■ **Your instructions**
When the line containing "result is tiny" is reached, include it and end there; set down verbatim every line before it, starting at the top of the records.

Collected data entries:
* * * *

//! Bit-accurate rounding core.
//!
//! The host FPU cannot be used for the vector units: it has no F16, it only
//! rounds to nearest, and it does not report underflow. Values are therefore
//! carried as exact `(sign, significand, exponent)` triples in 128-bit
//! integers and rounded exactly once by [`round_pack`]:
//!
//! 1. **Unpack:** [`unpack`] turns a finite non-zero encoding into an exact triple.
//! 2. **Exact Arithmetic:** [`mul_exact`] forms full-width products; [`add_exact`]
//!    aligns two triples with a sticky ("jam") bit far below the rounding point.
//! 3. **Round and Pack:** [`round_pack`] applies the rounding mode, handles
//!    subnormals and overflow, and raises OF/UF/NX.
//!
//! Tininess is detected after rounding, as RISC-V requires: a result is tiny
//! when rounding it with an unbounded exponent range still leaves it below the
//! smallest normal magnitude.

use super::exception_flags::FpFlags;
use super::format::Format;
use super::nan_handling::{is_infinite, is_nan, is_negative, is_snan, is_zero};
use super::rounding_modes::RoundingMode;

/// Bit position the most significant set bit is moved to before alignment.
///
/// Leaves one bit of carry headroom and at least 15 bits below a full
/// double-precision product.
const NORM_BIT: u32 = 120;

/// A finite non-zero value `(-1)^negative * sig * 2^exp`.
#[derive(Clone, Copy, Debug, PartialEq, Eq)]
pub struct Unpacked {
    /// Sign.
    pub negative: bool,
    /// Exponent of the least significant bit of `sig`.
    pub exp: i32,
    /// Integer significand; never zero.
    pub sig: u128,
}

impl Unpacked {
    /// Same magnitude, opposite sign.
    #[inline]
    pub const fn negated(self) -> Self {
        Self {
            negative: !self.negative,
            ..self
        }
    }

    /// Moves the leading one to [`NORM_BIT`], keeping the value exact.
    #[inline]
    fn normalized(self) -> Self {
        let shift = self.sig.leading_zeros() as i32 - (127 - NORM_BIT as i32);
        if shift >= 0 {
            Self {
                sig: self.sig << shift,
                exp: self.exp - shift,
                ..self
            }
        } else {
            Self {
                sig: shift_right_jam(self.sig, shift.unsigned_abs()),
                exp: self.exp - shift,
                ..self
            }
        }
    }
}

/// Signed zero of `fmt`.
#[inline]
pub const fn zero(fmt: Format, negative: bool) -> u64 {
    if negative { fmt.sign_mask() } else { 0 }
}

/// Signed infinity of `fmt`.
#[inline]
pub const fn infinity(fmt: Format, negative: bool) -> u64 {
    fmt.infinity() | zero(fmt, negative)
}

/// Unpacks a finite, non-zero encoding into an exact triple.
///
/// Subnormals keep their reduced significand; nothing is normalized here.
pub const fn unpack(fmt: Format, bits: u64) -> Unpacked {
    let m = fmt.frac_bits();
    let biased = (bits >> m) & fmt.exp_max();
    let frac = bits & fmt.frac_mask();
    let negative = is_negative(fmt, bits);
    if biased == 0 {
        Unpacked {
            negative,
            exp: fmt.emin() - m as i32,
            sig: frac as u128,
        }
    } else {
        Unpacked {
            negative,
            exp: biased as i32 - fmt.bias() - m as i32,
            sig: (frac | (1 << m)) as u128,
        }
    }
}

/// Exact product of two triples.
#[inline]
pub const fn mul_exact(a: Unpacked, b: Unpacked) -> Unpacked {
    Unpacked {
        negative: a.negative != b.negative,
        exp: a.exp + b.exp,
        sig: a.sig * b.sig,
    }
}

/// Shifts right, ORing every discarded bit into the result's LSB.
#[inline]
pub const fn shift_right_jam(x: u128, shift: u32) -> u128 {
    if shift == 0 {
        x
    } else if shift >= 128 {
        (x != 0) as u128
    } else {
        (x >> shift) | ((x & ((1u128 << shift) - 1)) != 0) as u128
    }
}

/// Splits `sig` at bit `shift`: kept part, round bit, sticky bit.
///
/// A non-positive `shift` scales `sig` up; callers guarantee it fits.
#[inline]
const fn split(sig: u128, shift: i32) -> (u128, bool, bool) {
    if shift <= 0 {
        (sig << shift.unsigned_abs(), false, false)
    } else if shift > 128 {
        (0, false, sig != 0)
    } else {
        let s = shift as u32;
        let kept = if s == 128 { 0 } else { sig >> s };
        let round = (sig >> (s - 1)) & 1 == 1;
        let sticky = sig & ((1u128 << (s - 1)) - 1) != 0;
        (kept, round, sticky)
    }
}

/// Rounds an exact value to `fmt` and encodes it.
///
/// `sig * 2^exp` is the exact magnitude (any bits below `sig` must already
/// be folded into its LSB). `sig` must be non-zero.
pub fn round_pack(fmt: Format, rm: RoundingMode, negative: bool, sig: u128, exp: i32) -> (u64, FpFlags) {
    debug_assert!(sig != 0);
    let m = fmt.frac_bits() as i32;
    let emin = fmt.emin();
    let width = 128 - sig.leading_zeros() as i32;
    let e_msb = exp + width - 1;

    let mut lsb = (e_msb - m).max(emin - m);
    let (mut kept, round, sticky) = split(sig, lsb - exp);
    let inexact = round || sticky;

    let tiny = if e_msb >= emin {
        false
    } else if e_msb < emin - 1 {
        true
    } else {
        // One bit finer than the subnormal grid: does rounding carry to 2^emin?
        let (k, r, s) = split(sig, e_msb - m - exp);
        let carried = k + u128::from(rm.round_up(negative, k & 1 == 1, r, s));
        carried != 1u128 << (m + 1)
    };

    if rm.round_up(negative, kept & 1 == 1, round, sticky) {
        kept += 1;
        if kept == 1u128 << (m + 1) {
            kept >>= 1;
            lsb += 1;
        }
    }

    let mut flags = FpFlags::NONE;
    if inexact {
        flags |= FpFlags::NX;
        if tiny {
            flags |= FpFlags::UF;
        }
    }

    let sign = zero(fmt, negative);
    if kept < 1u128 << m {
        // Subnormal or zero: the biased exponent field stays 0.
        return (sign | kept as u64, flags);
    }

    let biased = lsb + m + fmt.bias();
    if biased >= fmt.exp_max() as i32 {
        let bits = if rm.overflows_to_infinity(negative) {
            infinity(fmt, negative)
        } else {
            sign | fmt.max_finite()
        };
        return (bits, FpFlags::OF | FpFlags::NX);
    }

    (
        sign | ((biased as u64) << m) | (kept as u64 & fmt.frac_mask()),
        flags,
    )
}

/// Adds two exact triples with a single rounding.
///
/// An exact zero sum is `-0` only under round-down.
pub fn add_exact(fmt: Format, rm: RoundingMode, a: Unpacked, b: Unpacked) -> (u64, FpFlags) {
    let a = a.normalized();
    let b = b.normalized();
    let (big, small) = if (a.exp, a.sig) >= (b.exp, b.sig) {
        (a, b)
    } else {
        (b, a)
    };
    let aligned = shift_right_jam(small.sig, (big.exp - small.exp).unsigned_abs());

    if big.negative == small.negative {
        return round_pack(fmt, rm, big.negative, big.sig + aligned, big.exp);
    }
    let diff = big.sig - aligned;
    if diff == 0 {
        return (zero(fmt, rm.cancellation_is_negative()), FpFlags::NONE);
    }
    round_pack(fmt, rm, big.negative, diff, big.exp)
}

/// Exact conversion of lane bits to a wider format.
///
/// NaNs become the target's canonical NaN; a signaling NaN raises NV.
pub fn widen(from: Format, to: Format, bits: u64) -> (u64, FpFlags) {
    debug_assert!(to.width() > from.width());
    let negative = is_negative(from, bits);
    if is_nan(from, bits) {
        let flags = if is_snan(from, bits) { FpFlags::NV } else { FpFlags::NONE };
        return (to.canonical_nan(), flags);
    }
    if is_infinite(from, bits) {
        return (infinity(to, negative), FpFlags::NONE);
    }
    if is_zero(from, bits) {
        return (zero(to, negative), FpFlags::NONE);
    }
    let v = unpack(from, bits);
    round_pack(to, RoundingMode::Rne, v.negative, v.sig, v.exp)
}
//! Floating-Point Units.
//!
//! This module implements the two vector floating-point units that share the
//! 64-bit lane-packed datapath. It handles half (F16), single (F32) and double
//! (F64) precision, with every result rounded exactly once.
//!
//! Operations are organized into submodules:
//! - [`format`]: Field layout, canonical NaN and lane count per format.
//! - [`softfloat`]: Exact unpack, align, add, multiply and the single rounding step.
//! - [`nan_handling`]: Operand predicates, signaling-NaN detection and max/min.
//! - [`classify`]: The ten-way class mask.
//! - [`rounding_modes`] and [`exception_flags`]: Rounding control and the flag set.
//! - [`reduction`]: The explicit fold state of masked reduction sums.
//! - [`adder`] and [`fma`]: The pipelined units built on the above.

/// Pipelined add / sub / max / min / classify / reduce unit.
pub mod adder;

/// Ten-way operand classification.
pub mod classify;

/// Exception flags and the packed per-lane flag register.
pub mod exception_flags;

/// Pipelined fused multiply-add unit.
pub mod fma;

/// IEEE 754 binary16/32/64 field layouts.
pub mod format;

/// NaN predicates, signaling detection and NaN-aware max/min.
pub mod nan_handling;

/// Masked tree-reduction state.
pub mod reduction;

/// Rounding mode definitions and the rounding decision.
pub mod rounding_modes;

/// Exact arithmetic core with single rounding.
pub mod softfloat;

pub use self::adder::{AdderRequest, FloatingAdderUnit, FoldFields};
pub use self::exception_flags::{FlagRegister, FpFlags};
pub use self::fma::{FloatingFmaUnit, FmaRequest};
pub use self::format::Format;
pub use self::reduction::{FoldOutcome, FoldStep, ReductionFold, ReductionResult};
pub use self::rounding_modes::RoundingMode;
//! Lane-packed datapath containers.
//!
//! Every unit operates on a single fixed-width register that is partitioned
//! into equal lanes. Rather than one register layout per element format, this
//! module provides:
//! 1. **Container:** [`PackedVector`], a fixed-width bit container (64 bits for the
//!    floating-point units, 128 bits for the divider).
//! 2. **Lane View:** [`LaneView`], mapping a lane index to its bit range for a
//!    given element width. Lane 0 occupies the least-significant bits and lanes
//!    never straddle each other.
//! 3. **Masks:** [`LaneMask`], one enable bit per lane.

use std::fmt;
use std::ops::Range;

/// Width of the floating-point datapath in bits.
pub const FP_DATAPATH_BITS: u32 = 64;

/// Width of the integer divider datapath in bits.
pub const DIV_DATAPATH_BITS: u32 = 128;

/// Partition of a `container_bits`-wide register into `elem_bits`-wide lanes.
#[derive(Clone, Copy, Debug, PartialEq, Eq)]
pub struct LaneView {
    elem_bits: u32,
    count: usize,
}

impl LaneView {
    /// Creates a view of `container_bits` split into lanes of `elem_bits`.
    ///
    /// `elem_bits` must divide `container_bits` and be at most 64.
    pub const fn new(container_bits: u32, elem_bits: u32) -> Self {
        debug_assert!(elem_bits > 0 && elem_bits <= 64 && container_bits % elem_bits == 0);
        Self {
            elem_bits,
            count: (container_bits / elem_bits) as usize,
        }
    }

    /// Element width in bits.
    #[inline]
    pub const fn elem_bits(self) -> u32 {
        self.elem_bits
    }

    /// Number of lanes in the container.
    #[inline]
    pub const fn count(self) -> usize {
        self.count
    }

    /// Bit range occupied by lane `index`.
    #[inline]
    pub const fn range(self, index: usize) -> Range<u32> {
        let lo = index as u32 * self.elem_bits;
        lo..lo + self.elem_bits
    }

    /// All-ones value for one lane.
    #[inline]
    pub const fn lane_mask(self) -> u64 {
        if self.elem_bits == 64 {
            u64::MAX
        } else {
            (1u64 << self.elem_bits) - 1
        }
    }

    /// Mask with one bit set for every lane in the view.
    #[inline]
    pub const fn all_lanes(self) -> LaneMask {
        LaneMask::all(self.count)
    }
}

/// A fixed-width register holding lane-packed elements.
///
/// `WIDTH` is the container width in bits (at most 128). Bits above `WIDTH`
/// are always zero.
#[derive(Clone, Copy, Default, PartialEq, Eq, Hash)]
pub struct PackedVector<const WIDTH: u32>(u128);

/// 64-bit register used by the floating-point adder and FMA units.
pub type FpVector = PackedVector<FP_DATAPATH_BITS>;

/// 128-bit register used by the integer divider.
pub type DivVector = PackedVector<DIV_DATAPATH_BITS>;

impl<const WIDTH: u32> PackedVector<WIDTH> {
    /// Container mask covering the low `WIDTH` bits.
    const MASK: u128 = u128::MAX >> (128 - WIDTH);

    /// All-zero register.
    pub const ZERO: Self = Self(0);

    /// Wraps raw bits, discarding anything above the container width.
    #[inline]
    pub const fn new(bits: u128) -> Self {
        Self(bits & Self::MASK)
    }

    /// Raw register contents.
    #[inline]
    pub const fn bits(self) -> u128 {
        self.0
    }

    /// Builds a register from lane values, lane 0 first.
    ///
    /// Missing trailing lanes are zero; extra values are ignored; every value
    /// is truncated to the element width.
    pub fn from_lanes<I>(view: LaneView, lanes: I) -> Self
    where
        I: IntoIterator<Item = u64>,
    {
        let mut out = Self::ZERO;
        for (i, value) in lanes.into_iter().take(view.count()).enumerate() {
            out.set_lane(view, i, value);
        }
        out
    }

    /// Reads lane `index`.
    #[inline]
    pub fn lane(self, view: LaneView, index: usize) -> u64 {
        let range = view.range(index);
        ((self.0 >> range.start) as u64) & view.lane_mask()
    }

    /// Overwrites lane `index`, leaving every other lane untouched.
    #[inline]
    pub fn set_lane(&mut self, view: LaneView, index: usize, value: u64) {
        let range = view.range(index);
        let field = u128::from(view.lane_mask()) << range.start;
        self.0 = (self.0 & !field) | ((u128::from(value & view.lane_mask()) << range.start) & field);
    }

    /// Iterates over all lane values, lane 0 first.
    pub fn lanes(self, view: LaneView) -> impl Iterator<Item = u64> {
        (0..view.count()).map(move |i| self.lane(view, i))
    }
}

impl FpVector {
    /// Low 64 bits of the register (the whole floating-point datapath).
    #[inline]
    pub const fn as_u64(self) -> u64 {
        self.0 as u64
    }
}

impl From<u64> for FpVector {
    fn from(bits: u64) -> Self {
        Self::new(u128::from(bits))
    }
}

impl From<u128> for DivVector {
    fn from(bits: u128) -> Self {
        Self::new(bits)
    }
}

impl<const WIDTH: u32> fmt::Debug for PackedVector<WIDTH> {
    fn fmt(&self, f: &mut fmt::Formatter<'_>) -> fmt::Result {
        let digits = (WIDTH / 4) as usize;
        write!(f, "PackedVector<{WIDTH}>({:#0width$x})", self.0, width = digits + 2)
    }
}

/// One enable bit per lane; bit `i` gates lane `i`.
#[derive(Clone, Copy, Debug, Default, PartialEq, Eq, Hash)]
pub struct LaneMask(u16);

impl LaneMask {
    /// No lane enabled.
    pub const NONE: Self = Self(0);

    /// Wraps a raw mask value.
    #[inline]
    pub const fn new(bits: u16) -> Self {
        Self(bits)
    }

    /// Mask enabling the first `lanes` lanes.
    #[inline]
    pub const fn all(lanes: usize) -> Self {
        if lanes >= 16 {
            Self(u16::MAX)
        } else {
            Self((1u16 << lanes) - 1)
        }
    }

    /// Raw mask value.
    #[inline]
    pub const fn bits(self) -> u16 {
        self.0
    }

    /// Returns true if lane `index` is enabled.
    #[inline]
    pub const fn is_active(self, index: usize) -> bool {
        index < 16 && (self.0 >> index) & 1 == 1
    }

    /// Number of enabled lanes among the first `lanes`.
    #[inline]
    pub const fn active_count(self, lanes: usize) -> u32 {
        (self.0 & Self::all(lanes).0).count_ones()
    }
}

impl From<u16> for LaneMask {
    fn from(bits: u16) -> Self {
        Self(bits)
    }
}

impl From<u8> for LaneMask {
    fn from(bits: u8) -> Self {
        Self(u16::from(bits))
    }
}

* * * *

■ **Exercise result**
//! Bit-accurate rounding core.
//!
//! The host FPU cannot be used for the vector units: it has no F16, it only
//! rounds to nearest, and it does not report underflow. Values are therefore
//! carried as exact `(sign, significand, exponent)` triples in 128-bit
//! integers and rounded exactly once by [`round_pack`]:
//!
//! 1. **Unpack:** [`unpack`] turns a finite non-zero encoding into an exact triple.
//! 2. **Exact Arithmetic:** [`mul_exact`] forms full-width products; [`add_exact`]
//!    aligns two triples with a sticky ("jam") bit far below the rounding point.
//! 3. **Round and Pack:** [`round_pack`] applies the rounding mode, handles
//!    subnormals and overflow, and raises OF/UF/NX.
//!
//! Tininess is detected after rounding, as RISC-V requires: a result is tiny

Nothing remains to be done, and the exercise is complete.